-- WHAT NEEDS TO BE DONE --
Repeat all entries exactly.

START EXERCISE INPUT

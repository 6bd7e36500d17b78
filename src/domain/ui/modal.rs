/// CV served from the site's own CDN
pub const CV_URL: &str = "https://fidelis.fozdigitalz.com/cv.pdf";

#[derive(Debug, Clone, Copy, PartialEq, Eq)]
pub enum CloseTrigger {
    CloseButton,
    Backdrop,
    Escape,
}

/// What the overlay, the embedded viewer and the page body should look like.
#[derive(Debug, Clone, PartialEq, Eq)]
pub struct ModalView {
    pub display: &'static str,
    pub embed_src: String,
    pub body_overflow: &'static str,
}

#[derive(Debug)]
pub struct CvModal {
    document_url: String,
    open: bool,
}

impl CvModal {
    pub fn new(document_url: impl Into<String>) -> Self {
        Self {
            document_url: document_url.into(),
            open: false,
        }
    }

    pub fn is_open(&self) -> bool {
        self.open
    }

    pub fn view(&self) -> ModalView {
        if self.open {
            ModalView {
                display: "block",
                embed_src: self.document_url.clone(),
                body_overflow: "hidden",
            }
        } else {
            ModalView {
                display: "none",
                embed_src: String::new(),
                body_overflow: "auto",
            }
        }
    }

    pub fn open(&mut self) -> ModalView {
        self.open = true;
        self.view()
    }

    /// Returns `None` when the modal was already closed.
    pub fn close(&mut self, trigger: CloseTrigger) -> Option<ModalView> {
        if !self.open {
            return None;
        }
        tracing::debug!(?trigger, "Closing CV modal");
        self.open = false;
        Some(self.view())
    }

    pub fn on_key(&mut self, key: &str) -> Option<ModalView> {
        if key == "Escape" {
            self.close(CloseTrigger::Escape)
        } else {
            None
        }
    }
}
pub mod web;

END EXERCISE INPUT

-- OUTPUT FOR THIS TASK --
repository 6bd7e36500d17b78
filename src/domain/ui/modal.rs
/// CV served from the site's own CDN
pub const CV_URL: &str = "https://fidelis.fozdigitalz.com/cv.pdf";

#[derive(Debug, Clone, Copy, PartialEq, Eq)]
pub enum CloseTrigger {
    CloseButton,
    Backdrop,
    Escape,
}

/// What the overlay, the embedded viewer and the page body should look like.
#[derive(Debug, Clone, PartialEq, Eq)]
pub struct ModalView {
    pub display: &'static str,
    pub embed_src: String,
    pub body_overflow: &'static str,
}

#[derive(Debug)]
pub struct CvModal {
    document_url: String,
    open: bool,
}

impl CvModal {
    pub fn new(document_url: impl Into<String>) -> Self {
        Self {
            document_url: document_url.into(),
            open: false,
        }
    }

    pub fn is_open(&self) -> bool {
        self.open
    }

    pub fn view(&self) -> ModalView {
        if self.open {
            ModalView {
                display: "block",
                embed_src: self.document_url.clone(),
                body_overflow: "hidden",
            }
        } else {
            ModalView {
                display: "none",
                embed_src: String::new(),
                body_overflow: "auto",
            }
        }
    }

    pub fn open(&mut self) -> ModalView {
        self.open = true;
        self.view()
    }

    /// Returns `None` when the modal was already closed.
    pub fn close(&mut self, trigger: CloseTrigger) -> Option<ModalView> {
        if !self.open {
            return None;
        }
        tracing::debug!(?trigger, "Closing CV modal");
        self.open = false;
        Some(self.view())
    }

    pub fn on_key(&mut self, key: &str) -> Option<ModalView> {
        if key == "Escape" {
            self.close(CloseTrigger::Escape)
        } else {
            None
        }
    }
}
pub mod web;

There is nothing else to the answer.